■ Saved data entries:

□ □ □ □ □

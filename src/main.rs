//! Worker search page.
//! Wires the filter panel and results panel to one search session.

use log::{warn, LevelFilter};
use worker_search::{FilterController, FilterSet, QueryKey, SearchConfig};
use yew::prelude::*;

mod components;
mod hooks;
mod utils;

use components::{FilterEdit, FilterPanel, ResultsPanel};
use hooks::{use_filter_options, use_search_session};

/// The search page: filters on the left, results on the right.
#[function_component(SearchPage)]
fn search_page() -> Html {
    let config = use_memo((), |_| SearchConfig::default());
    let session = use_search_session((*config).clone());
    let options = use_filter_options(session.orchestrator.clone());
    // The controller is edited in place; `filters` is its rendered snapshot
    let controller = use_mut_ref(FilterController::new);
    let filters = use_state(FilterSet::new);

    // Unfiltered listing on first load
    {
        let run = session.run.clone();
        use_effect_with((), move |_| {
            run.emit(FilterSet::new());
            || ()
        });
    }

    let on_edit = {
        let controller = controller.clone();
        let filters = filters.clone();
        let options = options.clone();
        let run = session.run.clone();
        Callback::from(move |edit: FilterEdit| {
            let mut controller = controller.borrow_mut();
            let next = match edit {
                FilterEdit::Text { field, value } => controller.set_text(field, &value),
                FilterEdit::Toggle {
                    field,
                    value,
                    checked,
                } => controller.toggle(field, &value, checked),
                FilterEdit::Numeric { field, value } => {
                    let bounds = options.options().cloned().unwrap_or_default();
                    match controller.set_numeric(field, &value, &bounds) {
                        Ok(next) => next,
                        Err(e) => {
                            warn!("Ignoring {} input `{}`: {}", field, value, e);
                            return;
                        }
                    }
                }
                FilterEdit::Verified(on) => controller.set_verified_only(on),
                FilterEdit::Reset => controller.reset(),
            };
            filters.set(next.clone());
            run.emit(next);
        })
    };

    let on_history = {
        let controller = controller.clone();
        let filters = filters.clone();
        let orchestrator = session.orchestrator.clone();
        let run = session.run.clone();
        Callback::from(move |key: QueryKey| {
            let applied = orchestrator
                .with_history(|history| controller.borrow_mut().apply_history(history, &key));
            if let Some(next) = applied {
                filters.set(next.clone());
                run.emit(next);
            }
        })
    };

    html! {
        <div class="container">
            <header class="page-header">
                <h1>{ "Find Workers" }</h1>
            </header>
            <div class="search-layout">
                <FilterPanel
                    filters={(*filters).clone()}
                    options={options.clone()}
                    {on_edit}
                />
                <ResultsPanel
                    phase={session.phase.clone()}
                    results={session.results.clone()}
                    results_generation={session.results_generation}
                    history={session.history.clone()}
                    page_size={config.page_size}
                    strategy={config.sort_strategy}
                    {on_history}
                    on_clear_history={session.clear_history.clone()}
                />
            </div>
        </div>
    }
}

#[function_component]
pub fn App() -> Html {
    html! { <SearchPage /> }
}

/// Entry point: installs the panic hook and console logger, then renders.
fn main() {
    console_error_panic_hook::set_once();
    if let Err(e) = worker_search::logging::init(LevelFilter::Debug) {
        web_sys::console::warn_1(&format!("Logger not installed: {}", e).into());
    }
    yew::Renderer::<App>::new().render();
}
//! CLI command implementations.

pub mod backends;
pub mod common;
pub mod config;
pub mod run;
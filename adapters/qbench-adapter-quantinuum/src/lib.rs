//! qbench backend for Quantinuum quantum computers.
//!
//! Connects to Quantinuum H1 and H2 ion-trap machines and their hosted
//! emulators through the Quantinuum cloud REST API
//! (`https://qapi.quantinuum.com/v1/`).
//!
//! # Machines
//!
//! | Machine | Qubits | Type |
//! |---------|--------|------|
//! | H2-1LE | 32 | Noiseless emulator |
//! | H2-1E | 32 | Noisy emulator |
//! | H1-1E | 20 | Noisy emulator |
//! | H2-1 | 32 | Hardware |
//! | H1-1 | 20 | Hardware |
//!
//! Every machine reports [`qbench_hal::BackendKind::Hardware`]: jobs go
//! through the remote queue and may outlive a benchmark's wait.
//!
//! # Authentication
//!
//! Credentials come from the backend config (`email` extra, `token` as the
//! password) or from the environment:
//!
//! ```bash
//! export QUANTINUUM_EMAIL="user@example.com"
//! export QUANTINUUM_PASSWORD="yourpassword"
//! ```
//!
//! # Example
//!
//! ```ignore
//! use qbench_adapter_quantinuum::QuantinuumBackend;
//! use qbench_hal::Backend;
//! use qbench_ir::Circuit;
//!
//! #[tokio::main]
//! async fn main() -> anyhow::Result<()> {
//!     let backend = QuantinuumBackend::new()?;
//!     let compiled = backend.transpile(&Circuit::bell()?)?;
//!     let job_id = backend.submit(&compiled.circuit, 100).await?;
//!     let result = backend.wait(&job_id).await?;
//!     println!("{:?}", result.outcome);
//!     Ok(())
//! }
//! ```
//!
//! # Gate set
//!
//! Circuits are compiled to `rx`, `ry`, `rz` and `cx` and submitted as
//! `OPENQASM 2.0` with server-side optimisation disabled, so the service runs
//! what qbench compiled.

mod api;
mod backend;
mod error;

pub use api::BASE_URL;
pub use backend::{DEFAULT_MACHINE, QuantinuumBackend};
pub use error::{QuantinuumError, QuantinuumResult};
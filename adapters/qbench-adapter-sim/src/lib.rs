//! Local simulator backends for qbench.
//!
//! Three simulators cover the comparison baselines and the compiled-target
//! case:
//!
//! | Backend | Outcome | Compilation | Default limit |
//! |---------|---------|-------------|---------------|
//! | `statevector` | exact amplitudes | gate cancellation | 24 qubits |
//! | `unitary` | amplitudes via the full unitary | `rx`/`ry`/`rz`/`cx` basis | 12 qubits |
//! | `sampler` | shot counts | linear routing + basis | 20 qubits |
//!
//! Every simulator finishes inside `submit`, so `wait` returns on its first
//! poll.
//!
//! # Example
//!
//! ```ignore
//! use qbench_adapter_sim::StatevectorBackend;
//! use qbench_hal::Backend;
//! use qbench_ir::Circuit;
//!
//! #[tokio::main]
//! async fn main() -> anyhow::Result<()> {
//!     let backend = StatevectorBackend::new();
//!     let circuit = Circuit::bell()?;
//!
//!     let job_id = backend.submit(&circuit, 1).await?;
//!     let result = backend.wait(&job_id).await?;
//!     println!("{:?}", result.outcome);
//!     Ok(())
//! }
//! ```

mod backends;
pub mod engine;
mod jobs;

pub use backends::{SamplerBackend, StatevectorBackend, UnitaryBackend};

use qbench_hal::BackendRegistry;

/// Register every local simulator under its default name.
pub fn register_all(registry: &mut BackendRegistry) {
    registry.register::<StatevectorBackend>("statevector");
    registry.register::<UnitaryBackend>("unitary");
    registry.register::<SamplerBackend>("sampler");
}
//! Exact statevector backend, the usual ground truth.

use async_trait::async_trait;
use std::time::Instant;
use tracing::{debug, instrument};

use qbench_compile::PassManagerBuilder;
use qbench_hal::{
    Backend, BackendAvailability, BackendConfig, BackendFactory, Capabilities, ExecutionResult,
    HalError, HalResult, JobId, JobStatus, Transpiled, ValidationResult,
};
use qbench_ir::Circuit;

use super::{SimSettings, check_size, compile, has_mid_circuit_operations};
use crate::engine::Statevector;
use crate::jobs::JobTable;

/// Default qubit limit: 2^24 amplitudes take 256 MiB.
const DEFAULT_MAX_QUBITS: u32 = 24;

/// Statevector simulator returning final amplitudes.
///
/// Terminal measurements are dropped; the outcome is the exact state before
/// them. Compilation is limited to gate cancellation.
pub struct StatevectorBackend {
    settings: SimSettings,
    capabilities: Capabilities,
    jobs: JobTable,
}

impl StatevectorBackend {
    /// Create a statevector backend with default settings.
    pub fn new() -> Self {
        Self::with_settings(SimSettings::from_config(
            &BackendConfig::default(),
            "statevector",
            DEFAULT_MAX_QUBITS,
        ))
    }

    /// Create a statevector backend with a custom qubit limit.
    pub fn with_max_qubits(max_qubits: u32) -> Self {
        Self::with_settings(SimSettings::from_config(
            &BackendConfig::default(),
            "statevector",
            max_qubits,
        ))
    }

    fn with_settings(settings: SimSettings) -> Self {
        let capabilities = Capabilities::simulator(settings.name.clone(), settings.max_qubits)
            .with_feature("statevector");
        Self {
            settings,
            capabilities,
            jobs: JobTable::default(),
        }
    }

    /// Run simulation synchronously.
    #[instrument(skip(self, circuit))]
    fn run_simulation(&self, circuit: &Circuit) -> HalResult<ExecutionResult> {
        let start = Instant::now();
        if has_mid_circuit_operations(circuit) {
            return Err(HalError::Unsupported(
                "statevector simulation of mid-circuit measurement or reset".into(),
            ));
        }
        let circuit = circuit.without_final_measurements();

        debug!(
            "Starting statevector simulation: {} qubits, {} instructions",
            circuit.num_qubits(),
            circuit.instructions().len()
        );

        let mut sv = Statevector::new(circuit.num_qubits());
        for inst in circuit.instructions() {
            sv.apply(inst);
        }
        let memory = sv.memory_bytes();

        let elapsed = start.elapsed();
        debug!("Simulation completed in {:?}", elapsed);

        Ok(ExecutionResult::statevector(sv.into_amplitudes())
            .with_execution_time_ms(u64::try_from(elapsed.as_millis()).unwrap_or(u64::MAX))
            .with_memory_bytes(memory))
    }
}

impl Default for StatevectorBackend {
    fn default() -> Self {
        Self::new()
    }
}

#[async_trait]
impl Backend for StatevectorBackend {
    fn name(&self) -> &str {
        &self.settings.name
    }

    fn capabilities(&self) -> &Capabilities {
        &self.capabilities
    }

    async fn availability(&self) -> HalResult<BackendAvailability> {
        Ok(BackendAvailability::always_available())
    }

    fn transpile(&self, circuit: &Circuit) -> HalResult<Transpiled> {
        let builder =
            PassManagerBuilder::new().with_optimization_level(self.settings.optimization_level);
        let (compiled, _) = compile(circuit, builder)?;
        Ok(Transpiled::compiled(compiled))
    }

    async fn validate(&self, circuit: &Circuit) -> HalResult<ValidationResult> {
        let result = ValidationResult::check(circuit, &self.capabilities);
        if has_mid_circuit_operations(circuit) {
            let mut reasons = match result {
                ValidationResult::Invalid { reasons } => reasons,
                ValidationResult::Valid => vec![],
            };
            reasons.push("Mid-circuit measurement or reset is not supported".into());
            return Ok(ValidationResult::Invalid { reasons });
        }
        Ok(result)
    }

    #[instrument(skip(self, circuit))]
    async fn submit(&self, circuit: &Circuit, shots: u32) -> HalResult<JobId> {
        check_size(self.name(), circuit, self.settings.max_qubits)?;
        let result = self.run_simulation(circuit)?;
        let job_id = self.jobs.complete(self.name(), shots, result);
        debug!("Submitted job: {}", job_id);
        Ok(job_id)
    }

    async fn status(&self, job_id: &JobId) -> HalResult<JobStatus> {
        self.jobs.status(job_id)
    }

    async fn result(&self, job_id: &JobId) -> HalResult<ExecutionResult> {
        self.jobs.result(job_id)
    }

    async fn cancel(&self, job_id: &JobId) -> HalResult<()> {
        self.jobs.cancel(job_id)
    }
}

impl BackendFactory for StatevectorBackend {
    fn from_config(config: BackendConfig) -> HalResult<Self> {
        Ok(Self::with_settings(SimSettings::from_config(
            &config,
            "statevector",
            DEFAULT_MAX_QUBITS,
        )))
    }
}
//! Optimization passes.

use qbench_ir::{Circuit, Instruction, StandardGate};

use crate::error::CompileResult;
use crate::pass::{Pass, PassKind};
use crate::property::PropertySet;

/// Tolerance for angle comparisons.
const EPSILON: f64 = 1e-10;

/// Removes gates that act as the identity, such as `id` or `rz(0)`.
pub struct RemoveIdentities;

impl Pass for RemoveIdentities {
    fn name(&self) -> &'static str {
        "RemoveIdentities"
    }

    fn kind(&self) -> PassKind {
        PassKind::Transformation
    }

    fn run(&self, circuit: &mut Circuit, _properties: &mut PropertySet) -> CompileResult<()> {
        let mut kept = circuit.clone_empty();
        for inst in circuit.instructions() {
            if inst.as_gate().is_some_and(|g| g.is_identity(EPSILON)) {
                continue;
            }
            kept.push(inst.clone())?;
        }
        *circuit = kept;
        Ok(())
    }
}

/// Cancels adjacent inverse pairs and merges adjacent rotations.
///
/// Two gates are adjacent when no other instruction touches any of their
/// qubits in between. Adjacent gates on the same operand list are removed
/// when one is the inverse of the other (`h h`, `cx cx`, `s sdg`); adjacent
/// rotations of the same axis (`rx`, `ry`, `rz`, `p`, `cp`, `rzz`) are fused
/// into one, and dropped if the fused angle is trivial. Measurements, resets
/// and barriers block cancellation across them.
///
/// The pass repeats until nothing changes, so `h x x h` collapses entirely.
pub struct CancelInverses;

impl Pass for CancelInverses {
    fn name(&self) -> &'static str {
        "CancelInverses"
    }

    fn kind(&self) -> PassKind {
        PassKind::Transformation
    }

    fn run(&self, circuit: &mut Circuit, _properties: &mut PropertySet) -> CompileResult<()> {
        loop {
            let (output, changed) = cancel_once(circuit);
            if !changed {
                return Ok(());
            }
            let mut next = circuit.clone_empty();
            for inst in output.into_iter().flatten() {
                next.push(inst)?;
            }
            *circuit = next;
        }
    }
}

/// Fuse two gates of the same rotation family, if they are one.
fn merge(prev: StandardGate, next: StandardGate) -> Option<StandardGate> {
    use StandardGate::*;
    Some(match (prev, next) {
        (Rx(a), Rx(b)) => Rx(a + b),
        (Ry(a), Ry(b)) => Ry(a + b),
        (Rz(a), Rz(b)) => Rz(a + b),
        (P(a), P(b)) => P(a + b),
        (CP(a), CP(b)) => CP(a + b),
        (RZZ(a), RZZ(b)) => RZZ(a + b),
        _ => return None,
    })
}

/// `Some(None)` when the pair vanishes, `Some(Some(g))` when it fuses into `g`.
fn combine(prev: StandardGate, next: StandardGate) -> Option<Option<StandardGate>> {
    if prev.inverse() == next {
        return Some(None);
    }
    let merged = merge(prev, next)?;
    Some((!merged.is_identity(EPSILON)).then_some(merged))
}

/// One sweep over the circuit. Each qubit keeps a stack of indices into the
/// output of the instructions that touched it, so removing a pair exposes the
/// instruction before it.
fn cancel_once(circuit: &Circuit) -> (Vec<Option<Instruction>>, bool) {
    let mut output: Vec<Option<Instruction>> = Vec::with_capacity(circuit.instructions().len());
    let mut stacks: Vec<Vec<usize>> = vec![vec![]; circuit.num_qubits()];
    let mut changed = false;

    for inst in circuit.instructions() {
        if let Some(&gate) = inst.as_gate() {
            let top = inst
                .qubits
                .first()
                .and_then(|q| stacks[q.index()].last().copied());
            let candidate = top.filter(|&idx| {
                inst.qubits
                    .iter()
                    .all(|q| stacks[q.index()].last() == Some(&idx))
                    && output[idx]
                        .as_ref()
                        .is_some_and(|p| p.is_gate() && p.qubits == inst.qubits)
            });

            if let Some(idx) = candidate {
                let prev_gate = output[idx].as_ref().and_then(|p| p.as_gate().copied());
                if let Some(outcome) = prev_gate.and_then(|p| combine(p, gate)) {
                    changed = true;
                    match outcome {
                        Some(merged) => {
                            output[idx] = Some(Instruction::gate(merged, inst.qubits.clone()));
                        }
                        None => {
                            output[idx] = None;
                            for q in &inst.qubits {
                                stacks[q.index()].pop();
                            }
                        }
                    }
                    continue;
                }
            }
        }

        let idx = output.len();
        output.push(Some(inst.clone()));
        for q in &inst.qubits {
            stacks[q.index()].push(idx);
        }
    }

    (output, changed)
}
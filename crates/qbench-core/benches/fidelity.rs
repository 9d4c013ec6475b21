//! Benchmarks for normalization and fidelity scoring
//!
//! Run with: cargo bench -p qbench-core

use criterion::{BenchmarkId, Criterion, black_box, criterion_group, criterion_main};
use num_complex::Complex64;

use qbench_core::{Distribution, distribution_from_statevector, fidelity};

/// Uniform superposition over `n` qubits.
fn uniform_state(n: u32) -> Vec<Complex64> {
    let dim = 1usize << n;
    let amp = 1.0 / (dim as f64).sqrt();
    vec![Complex64::new(amp, 0.0); dim]
}

fn bench_normalize_statevector(c: &mut Criterion) {
    let mut group = c.benchmark_group("normalize_statevector");

    for n in &[4u32, 8, 12, 16] {
        let state = uniform_state(*n);
        group.bench_with_input(BenchmarkId::new("qubits", n), &state, |b, state| {
            b.iter(|| distribution_from_statevector(black_box(state)).unwrap());
        });
    }

    group.finish();
}

fn bench_fidelity(c: &mut Criterion) {
    let mut group = c.benchmark_group("fidelity");

    for n in &[4u32, 8, 12, 16] {
        let p: Distribution = distribution_from_statevector(&uniform_state(*n)).unwrap();
        // Half the support shared.
        let q: Distribution = p
            .iter()
            .enumerate()
            .filter(|(i, _)| i % 2 == 0)
            .map(|(_, (k, v))| (k.clone(), v * 2.0))
            .collect();
        group.bench_with_input(BenchmarkId::new("qubits", n), &(p, q), |b, (p, q)| {
            b.iter(|| fidelity(black_box(p), black_box(q)));
        });
    }

    group.finish();
}

criterion_group!(benches, bench_normalize_statevector, bench_fidelity);
criterion_main!(benches);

□ □ □ □ □

■ Exercise details: Where a line in the records above holds the string "stacks", it counts toward the total; give that total alone.

■ Answer: 5